__WHAT THE TASK ASKS__
Every line of the data that includes "else" should be copied out.

__Collected data__
■ ■ ■ ■ ■
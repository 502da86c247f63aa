use std::f64::consts::TAU;

use crate::dsp::util::flush_denormal;

/*
Modal Filter
============

A single vibrating partial of a struck or bowed object, modeled as a
two-pole resonator whose impulse response is an exponentially decaying sine.

Vocabulary
----------

  mode        One resonant frequency of a physical body. A bell, bar or
              membrane is a sum of many modes, each ringing at its own
              frequency and dying away at its own rate.

  T60         Time for the mode's amplitude to fall by 60 dB (to 0.1%).
              Long T60 = metallic ring, short T60 = wooden thunk.

  pole radius How close the filter's poles sit to the unit circle (r).
              r = 1 would ring forever, r > 1 would explode. Every sample
              the ringing is multiplied by r.


The Math: Decay Time to Pole Radius
-----------------------------------

After n samples the amplitude has shrunk by r^n. We want r^(T60 * sr) to be
exactly 0.001 (-60 dB):

    r = exp(-ln(1000) / (T60 * sr))

and the resonant frequency sets the pole angle:

    w  = 2π * f / sr
    b0 = 1 - r
    a1 = -2 r cos(w)
    a2 = r²

The (1 - r) input gain keeps the peak response of every mode in the same
ballpark no matter how long it rings.


The Recurrence (Direct Form II Transposed)
------------------------------------------

    y  = b0 * x + s1
    s1 = s2 - a1 * y
    s2 = -a2 * y

Two state registers, three multiplies per sample.


Stability
---------

  - Decay time is clamped to [MIN_DECAY_MS, MAX_DECAY_MS] before the radius
    is computed, so r always lands in [0, 1).
  - Modes above NYQUIST_GUARD * sr are muted instead of aliasing.
  - State is flushed to zero once it falls into the subnormal range.
*/

/// Shortest decay the filter will accept. Anything shorter is clamped.
pub const MIN_DECAY_MS: f32 = 1.0;
/// Longest decay the filter will accept.
pub const MAX_DECAY_MS: f32 = 60_000.0;
/// Fraction of the sample rate above which a mode is muted.
pub const NYQUIST_GUARD: f32 = 0.49;
/// Lowest mode frequency. Lower requests are clamped.
pub const MIN_MODE_HZ: f32 = 1.0;

/// ln(1000): a T60 decay is a factor of 1000 in amplitude.
const T60_LOG: f64 = 6.907_755_278_982_137;

/// Second-order resonator coefficients.
#[derive(Debug, Clone, Copy, PartialEq)]
pub struct ModalCoefficients {
    pub b0: f32,
    pub a1: f32,
    pub a2: f32,
}

impl ModalCoefficients {
    /// Coefficients of a mode that produces no output.
    pub const SILENT: Self = Self {
        b0: 0.0,
        a1: 0.0,
        a2: 0.0,
    };

    /// Design a resonator for `frequency` Hz ringing for `decay_ms`.
    ///
    /// Pure function of its inputs: the same arguments always produce
    /// bit-identical coefficients.
    pub fn design(frequency: f32, decay_ms: f32, sample_rate: f32) -> Self {
        if !(sample_rate.is_finite() && sample_rate > 0.0) || !frequency.is_finite() {
            return Self::SILENT;
        }
        if frequency >= NYQUIST_GUARD * sample_rate {
            return Self::SILENT;
        }

        let frequency = frequency.max(MIN_MODE_HZ) as f64;
        let sr = sample_rate as f64;
        let t60 = clamp_decay_ms(decay_ms) as f64 / 1000.0;

        let w = TAU * frequency / sr;
        let r = (-T60_LOG / (t60 * sr)).exp();

        Self {
            b0: (1.0 - r) as f32,
            a1: (-2.0 * r * w.cos()) as f32,
            a2: (r * r) as f32,
        }
    }

    /// Pole radius r (0 for a silent mode).
    pub fn radius(&self) -> f32 {
        self.a2.max(0.0).sqrt()
    }

    /// Upper bound on |h[n]| for a unit impulse.
    ///
    /// h[n] = b0 r^n sin((n+1)w) / sin(w), and |sin((n+1)w) / sin(w)| is
    /// bounded both by n+1 and by 1/|sin(w)|. Taking the tighter of the two
    /// gives a bound that is close to the true peak for short decays and
    /// far below 1 for long ones.
    pub fn impulse_peak_bound(&self) -> f32 {
        if self.b0 == 0.0 {
            return 0.0;
        }

        let r = self.radius() as f64;
        let growth = max_ramp_decay(r);

        let cos_w = if r > 0.0 {
            (-(self.a1 as f64) / (2.0 * r)).clamp(-1.0, 1.0)
        } else {
            0.0
        };
        let sin_w = (1.0 - cos_w * cos_w).sqrt();
        let spread = if sin_w > 1.0e-12 { 1.0 / sin_w } else { f64::MAX };

        (self.b0 as f64 * growth.min(spread)) as f32
    }
}

/// Clamp a decay time into the stable range. NaN maps to the minimum.
#[inline]
pub fn clamp_decay_ms(decay_ms: f32) -> f32 {
    if decay_ms.is_nan() {
        MIN_DECAY_MS
    } else {
        decay_ms.clamp(MIN_DECAY_MS, MAX_DECAY_MS)
    }
}

/// max over n >= 0 of (n + 1) * r^n.
fn max_ramp_decay(r: f64) -> f64 {
    if r <= 0.0 {
        return 1.0;
    }
    if r >= 1.0 {
        return f64::MAX;
    }

    // Continuous maximum sits at n = -1/ln(r) - 1; check its integer neighbours.
    let n_star = (-1.0 / r.ln() - 1.0).max(0.0);
    let ramp = |n: f64| (n + 1.0) * r.powf(n);
    ramp(n_star.floor()).max(ramp(n_star.ceil()))
}

/// One resonant mode.
#[derive(Debug, Clone)]
pub struct ModalFilter {
    frequency: f32,
    decay_ms: f32,
    sample_rate: f32,
    amplitude: f32,
    coeffs: ModalCoefficients,
    s1: f32,
    s2: f32,
}

impl Default for ModalFilter {
    fn default() -> Self {
        Self::new()
    }
}

impl ModalFilter {
    pub fn new() -> Self {
        Self {
            frequency: 440.0,
            decay_ms: 1000.0,
            sample_rate: 0.0,
            amplitude: 1.0,
            coeffs: ModalCoefficients::SILENT,
            s1: 0.0,
            s2: 0.0,
        }
    }

    /// Set frequency, decay and sample rate and recompute coefficients.
    ///
    /// State is kept, so a ringing mode can be retuned without a click.
    pub fn configure(&mut self, frequency: f32, decay_ms: f32, sample_rate: f32) {
        self.frequency = frequency;
        self.decay_ms = clamp_decay_ms(decay_ms);
        self.sample_rate = sample_rate;
        self.coeffs = ModalCoefficients::design(frequency, self.decay_ms, sample_rate);
    }

    /// Recompute coefficients from the stored settings.
    pub fn prepare(&mut self, sample_rate: f32) {
        self.configure(self.frequency, self.decay_ms, sample_rate);
    }

    pub fn set_frequency(&mut self, frequency: f32) {
        self.configure(frequency, self.decay_ms, self.sample_rate);
    }

    pub fn set_decay(&mut self, decay_ms: f32, sample_rate: f32) {
        self.configure(self.frequency, decay_ms, sample_rate);
    }

    /// Mix weight, clamped to [0, 1].
    pub fn set_amplitude(&mut self, amplitude: f32) {
        self.amplitude = if amplitude.is_nan() {
            0.0
        } else {
            amplitude.clamp(0.0, 1.0)
        };
    }

    #[inline]
    pub fn process_sample(&mut self, x: f32) -> f32 {
        let ModalCoefficients { b0, a1, a2 } = self.coeffs;

        let y = b0 * x + self.s1;
        self.s1 = flush_denormal(self.s2 - a1 * y);
        self.s2 = flush_denormal(-a2 * y);

        y
    }

    pub fn reset(&mut self) {
        self.s1 = 0.0;
        self.s2 = 0.0;
    }

    pub fn frequency(&self) -> f32 {
        self.frequency
    }

    pub fn decay_ms(&self) -> f32 {
        self.decay_ms
    }

    pub fn amplitude(&self) -> f32 {
        self.amplitude
    }

    pub fn coefficients(&self) -> ModalCoefficients {
        self.coeffs
    }

    /// True when the mode was muted (above the Nyquist guard or never configured).
    pub fn is_muted(&self) -> bool {
        self.coeffs.b0 == 0.0
    }
}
■ ■ ■ ■ ■
__EXERCISE SOLUTION__
        } else {
        let spread = if sin_w > 1.0e-12 { 1.0 / sin_w } else { f64::MAX };
    } else {
        } else {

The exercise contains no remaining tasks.